As history repeats itself, calls for sanctions are being heard in Europe, this time against nuclear utilities. It is proposed to impose restrictions on the world’s largest player in the market to “protect its energy sector.” Germany is once again the initiator of such demands. It is notable that the funds earmarked for creating an alternative to Russian companies are being allocated to Germany-based research facilities.
Politico, a leading business newspaper, acknowledges that imposing restrictions on Moscow may result in a slower and more costly development of essential technologies.
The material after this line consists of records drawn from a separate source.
//! Wizard tab state machine
//!
//! Device forms walk BasicInfo -> Connection -> Registers -> Parameters;
//! template forms skip the Connection tab. Moving forward reveals the
//! errors of the tab being left, moving back hides them again, and Save
//! reveals everything. The full validation itself is re-run by the
//! caller on every step; the wizard only decides which subset is shown.

use crate::validate::ValidationReport;
use serde::{Deserialize, Serialize};
use std::collections::BTreeSet;

/// Form tabs, in wizard order
#[derive(Debug, Clone, Copy, PartialEq, Eq, PartialOrd, Ord, Hash, Serialize, Deserialize)]
#[serde(rename_all = "camelCase")]
pub enum FormTab {
    BasicInfo,
    Connection,
    Registers,
    Parameters,
}

/// Tab navigation state for one open form
#[derive(Debug, Clone, PartialEq, Eq)]
pub struct Wizard {
    tabs: Vec<FormTab>,
    current: usize,
    revealed: BTreeSet<FormTab>,
}

impl Wizard {
    /// Wizard for a device form (all four tabs)
    pub fn for_device() -> Self {
        Self {
            tabs: vec![
                FormTab::BasicInfo,
                FormTab::Connection,
                FormTab::Registers,
                FormTab::Parameters,
            ],
            current: 0,
            revealed: BTreeSet::new(),
        }
    }

    /// Wizard for a template form (no connection tab)
    pub fn for_template() -> Self {
        Self {
            tabs: vec![FormTab::BasicInfo, FormTab::Registers, FormTab::Parameters],
            current: 0,
            revealed: BTreeSet::new(),
        }
    }

    /// The active tab
    pub fn current(&self) -> FormTab {
        self.tabs[self.current]
    }

    /// Advance to the next tab, revealing the errors of the tab left
    ///
    /// Returns the new active tab; stays put on the last tab.
    pub fn next(&mut self) -> FormTab {
        self.revealed.insert(self.current());
        if self.current + 1 < self.tabs.len() {
            self.current += 1;
        }
        self.current()
    }

    /// Go back one tab, hiding the errors of the tab left
    ///
    /// Hiding does not mean the data became valid - the errors reappear
    /// on the next submit attempt.
    pub fn previous(&mut self) -> FormTab {
        self.revealed.remove(&self.current());
        self.current = self.current.saturating_sub(1);
        self.current()
    }

    /// Jump directly to a tab (tab click); revealed errors are unchanged
    pub fn select(&mut self, tab: FormTab) {
        if let Some(index) = self.tabs.iter().position(|t| *t == tab) {
            self.current = index;
        }
    }

    /// Submit attempt: reveal every tab and gate on the aggregate verdict
    pub fn save(&mut self, report: &ValidationReport) -> bool {
        self.revealed.extend(self.tabs.iter().copied());
        report.is_valid
    }

    /// Whether a tab's errors are currently shown
    pub fn is_revealed(&self, tab: FormTab) -> bool {
        self.revealed.contains(&tab)
    }

    /// The subset of a full report the console should currently display
    ///
    /// General errors are always shown; tab-scoped errors only once their
    /// tab has been revealed. `is_valid` always reflects the full report.
    pub fn visible_report(&self, report: &ValidationReport) -> ValidationReport {
        let pick = |tab: FormTab, errors: &Vec<crate::validate::FieldError>| {
            if self.is_revealed(tab) {
                errors.clone()
            } else {
                Vec::new()
            }
        };
        ValidationReport {
            is_valid: report.is_valid,
            basic_info: pick(FormTab::BasicInfo, &report.basic_info),
            connection: pick(FormTab::Connection, &report.connection),
            registers: pick(FormTab::Registers, &report.registers),
            parameters: pick(FormTab::Parameters, &report.parameters),
            general: report.general.clone(),
        }
    }
}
For instance, earlier this year, American nuclear research facility Ultra Safe Nuclear Corporation (USNC) had to alter its project due to the inability to secure HALEU supplies.
Hungary’s Energy Minister Csaba Lantos expressed Budapest’s interest in SMR as early as the middle of last year, including the option of cooperation with Russia in this area. Hungary is once again defending its interests against increasing pressure. It remains to be seen whether Budapest will be able to maintain its position or whether it will have to concede on the common cause.